Vincit omnia veritas. Truth conquers all.

Convert XML to JSON using XSLT

With increasing use of separate services on the same data, the need for portable data formats aroused. XML was one of the first widely used, but lately JSON is blooming.

I don’t have a particular bias here, both serve well in appropriate environment, although JSON carrying the same data could result in about 20% size reduction.

So can they be interchangeable?
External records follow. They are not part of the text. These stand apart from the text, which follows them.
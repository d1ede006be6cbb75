//! Bounded per-connection outbound queue
//!
//! Producers (hub sends, bridge deliveries) never wait on a slow client. When
//! the queue is full the configured [`OverflowPolicy`] decides what is lost:
//! the oldest queued message by default, so a lagging client keeps receiving
//! the most recent state instead of growing memory without bound.

use std::collections::VecDeque;
use std::sync::{Arc, Mutex, MutexGuard, PoisonError};

use tokio::sync::Notify;

use super::envelope::Envelope;

/// What to do with a message that arrives while the queue is full
#[derive(Debug, Clone, Copy, PartialEq, Eq, Default)]
pub enum OverflowPolicy {
    /// Evict the oldest queued message and enqueue the new one
    #[default]
    DropOldest,
    /// Keep the queue as is and discard the new message
    DropNewest,
    /// Close the queue; the connection is torn down as a slow consumer
    Disconnect,
}

impl std::str::FromStr for OverflowPolicy {
    type Err = String;

    fn from_str(s: &str) -> Result<Self, Self::Err> {
        match s.trim().to_lowercase().as_str() {
            "drop_oldest" => Ok(Self::DropOldest),
            "drop_newest" => Ok(Self::DropNewest),
            "disconnect" => Ok(Self::Disconnect),
            _ => Err(format!(
                "expected drop_oldest, drop_newest or disconnect, got {}",
                s
            )),
        }
    }
}

/// Result of offering a message to the queue
#[derive(Debug, Clone, Copy, PartialEq, Eq)]
pub enum EnqueueOutcome {
    /// Message queued with room to spare
    Queued,
    /// Message queued after evicting the oldest one
    DroppedOldest,
    /// Queue full, the new message was discarded
    DroppedNewest,
    /// Queue full under [`OverflowPolicy::Disconnect`]; the queue is now closed
    Overflowed,
    /// Queue already closed, nothing queued
    Closed,
}

impl EnqueueOutcome {
    /// Whether the offered message is now waiting to be written
    pub fn is_queued(&self) -> bool {
        matches!(self, Self::Queued | Self::DroppedOldest)
    }
}

#[derive(Debug, Default)]
struct QueueState {
    items: VecDeque<Arc<Envelope>>,
    closed: bool,
    dropped: u64,
}

/// Single-consumer FIFO of envelopes waiting for the outbound pump
#[derive(Debug)]
pub struct OutboundQueue {
    state: Mutex<QueueState>,
    notify: Notify,
    capacity: usize,
    policy: OverflowPolicy,
}

impl OutboundQueue {
    pub fn new(capacity: usize, policy: OverflowPolicy) -> Self {
        Self {
            state: Mutex::new(QueueState::default()),
            notify: Notify::new(),
            capacity: capacity.max(1),
            policy,
        }
    }

    fn lock(&self) -> MutexGuard<'_, QueueState> {
        self.state.lock().unwrap_or_else(PoisonError::into_inner)
    }

    /// Offer a message without waiting
    pub fn push(&self, envelope: Arc<Envelope>) -> EnqueueOutcome {
        let outcome = {
            let mut state = self.lock();
            if state.closed {
                return EnqueueOutcome::Closed;
            }

            if state.items.len() < self.capacity {
                state.items.push_back(envelope);
                EnqueueOutcome::Queued
            } else {
                match self.policy {
                    OverflowPolicy::DropOldest => {
                        state.items.pop_front();
                        state.items.push_back(envelope);
                        state.dropped += 1;
                        EnqueueOutcome::DroppedOldest
                    }
                    OverflowPolicy::DropNewest => {
                        state.dropped += 1;
                        EnqueueOutcome::DroppedNewest
                    }
                    OverflowPolicy::Disconnect => {
                        state.dropped += 1;
                        state.closed = true;
                        EnqueueOutcome::Overflowed
                    }
                }
            }
        };

        // A stored permit wakes the consumer even if it is not parked yet
        self.notify.notify_one();
        outcome
    }

    /// Wait for the next message; `None` once the queue is closed and drained
    pub async fn pop(&self) -> Option<Arc<Envelope>> {
        loop {
            {
                let mut state = self.lock();
                if let Some(envelope) = state.items.pop_front() {
                    return Some(envelope);
                }
                if state.closed {
                    return None;
                }
            }
            self.notify.notified().await;
        }
    }

    /// Take the next message if one is ready
    pub fn try_pop(&self) -> Option<Arc<Envelope>> {
        self.lock().items.pop_front()
    }

    /// Stop accepting messages; already queued ones can still be drained
    pub fn close(&self) {
        self.lock().closed = true;
        self.notify.notify_one();
    }

    pub fn is_closed(&self) -> bool {
        self.lock().closed
    }

    pub fn len(&self) -> usize {
        self.lock().items.len()
    }

    pub fn is_empty(&self) -> bool {
        self.len() == 0
    }

    /// Messages lost to overflow over the queue's lifetime
    pub fn dropped(&self) -> u64 {
        self.lock().dropped
    }

    pub fn capacity(&self) -> usize {
        self.capacity
    }

    pub fn policy(&self) -> OverflowPolicy {
        self.policy
    }
}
Just recently, I needed to convert XML data into a JSON format for easier consumption on the client.

The fastest and (sometimes) easiest way to process XML to another format is XSLT.
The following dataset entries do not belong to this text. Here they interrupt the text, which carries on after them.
//! API error types and handling

use axum::{
    http::StatusCode,
    response::{IntoResponse, Response},
    Json,
};
use courier_shared::StoreError;
use serde_json::json;

use crate::auth::JwtError;
use crate::dispatch::DispatchError;

/// Application error type
#[derive(Debug, thiserror::Error)]
pub enum ApiError {
    // Authentication errors
    #[error("Invalid or expired token")]
    InvalidToken,
    #[error("Authentication required")]
    Unauthorized,
    #[error("Insufficient permissions")]
    Forbidden,
    #[error("Rider must be online to receive pushes")]
    RiderOffline,

    // Validation errors
    #[error("Invalid request: {0}")]
    BadRequest(String),

    // Internal errors
    #[error("Database error: {0}")]
    Database(String),
    #[error("Service unavailable")]
    ServiceUnavailable,
}

impl IntoResponse for ApiError {
    fn into_response(self) -> Response {
        let (status, code, message) = match &self {
            // Authentication
            ApiError::InvalidToken => (StatusCode::UNAUTHORIZED, "INVALID_TOKEN", self.to_string()),
            ApiError::Unauthorized => (StatusCode::UNAUTHORIZED, "UNAUTHORIZED", self.to_string()),
            ApiError::Forbidden => (StatusCode::FORBIDDEN, "FORBIDDEN", self.to_string()),
            ApiError::RiderOffline => (StatusCode::FORBIDDEN, "RIDER_OFFLINE", self.to_string()),

            // Validation
            ApiError::BadRequest(msg) => (StatusCode::BAD_REQUEST, "BAD_REQUEST", msg.clone()),

            // Internal
            ApiError::Database(_) => (StatusCode::INTERNAL_SERVER_ERROR, "DATABASE_ERROR", "Database error".to_string()),
            ApiError::ServiceUnavailable => (StatusCode::SERVICE_UNAVAILABLE, "SERVICE_UNAVAILABLE", self.to_string()),
        };

        let body = Json(json!({
            "error": {
                "code": code,
                "message": message,
            }
        }));

        (status, body).into_response()
    }
}

impl From<StoreError> for ApiError {
    fn from(err: StoreError) -> Self {
        tracing::error!(error = ?err, "Store error");
        ApiError::Database(err.to_string())
    }
}

impl From<JwtError> for ApiError {
    fn from(err: JwtError) -> Self {
        tracing::debug!(error = %err, "Token rejected");
        ApiError::InvalidToken
    }
}

impl From<DispatchError> for ApiError {
    fn from(err: DispatchError) -> Self {
        match err {
            DispatchError::Store(e) => e.into(),
        }
    }
}

/// Result type alias for API handlers
pub type ApiResult<T> = Result<T, ApiError>;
The full XSLT code is at the bottom of this post and on GitHub.

Performing the transformation

Using XSLT to transform XML to another format is pretty easy, as it’s meant to be. :)
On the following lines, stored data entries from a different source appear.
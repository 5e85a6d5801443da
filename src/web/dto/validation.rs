//! Validating JSON extractor and custom validators.

use axum::{
    async_trait,
    extract::{rejection::JsonRejection, FromRequest, Request},
    Json,
};
use serde::de::DeserializeOwned;
use validator::Validate;

use crate::web::error::ApiError;

/// A JSON extractor that validates the request body.
///
/// Malformed JSON and failed field rules are both answered with a 400
/// `{success:false, message}` body.
///
/// ```ignore
/// async fn create_post(
///     ValidatedJson(payload): ValidatedJson<CreatePostRequest>,
/// ) -> Result<Json<ApiResponse<PostResponse>>, ApiError> {
///     // ...
/// }
/// ```
pub struct ValidatedJson<T>(pub T);

#[async_trait]
impl<S, T> FromRequest<S> for ValidatedJson<T>
where
    S: Send + Sync,
    T: DeserializeOwned + Validate,
    Json<T>: FromRequest<S, Rejection = JsonRejection>,
{
    type Rejection = ApiError;

    async fn from_request(req: Request, state: &S) -> Result<Self, Self::Rejection> {
        let Json(value) = Json::<T>::from_request(req, state)
            .await
            .map_err(|e| ApiError::bad_request(format!("Invalid JSON: {}", e.body_text())))?;

        value.validate().map_err(ApiError::from_validation_errors)?;

        Ok(ValidatedJson(value))
    }
}

/// Validate that a string does not contain control characters or NULL bytes.
pub fn no_control_chars(value: &str) -> Result<(), validator::ValidationError> {
    if value
        .chars()
        .any(|c| c.is_control() && c != '\n' && c != '\r' && c != '\t')
    {
        return Err(validator::ValidationError::new("no_control_chars")
            .with_message("Must not contain control characters".into()));
    }
    Ok(())
}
Depending on the environment you are running when you need this, there are different ways you can perform the transformation – so here are some.

What’s important to note here is that the same XSLT is used in all of these methods.

Specifying the stylesheet in XML

The easiest would be to just add a stylesheet to you XML document, like this.

<?xml version="1.0" encoding="UTF-8" standalone="yes"?>
<?xml-stylesheet type="text/xsl" href="xml2json.xsl"?>
<!-- ... XML ... -->

Just open such a XML file in a browser, and the JSON will be there. Here’s an example page, you will see JSON when you open it, but if you view the source code, you will see XML only. The browser is applying the transformation.

Use an executable to transform XML to JSON

Microsoft provides msxsl.exe, a free command line utility to perform transformations, but it works only with MSXML 4.0 libraries (link). So it’s not really usable on Windows 7, for example.

I created a similar, but .NET based command line utility and, here is xsltr.exe that you can download.

C# code excerpt

It boils down to this…

doc = new XPathDocument(xmlfile);
XslCompiledTransform transform = new XslCompiledTransform(true);
transform.Load(xslfile);
XmlTextWriter writer = new XmlTextWriter(outfile, null);
transform.Transform(doc, null, writer);

Compiling the XSLT

But if you need the performance, here is a command line utility  together with the compiled XSLT.

I used the xsltc.exe to create a compiled xslt from the source code. It will compile the XSLT code to IL assembly and it will perform the transformation much faster.

Transform XML to JSON in a browser using JavaScript

To work with XML, DOMParser can be used in all the modern browsers – Firefox, Opera, Chrome, Safari… Of course, Internet Explorer has it’s own Microsoft.XMLDOM class.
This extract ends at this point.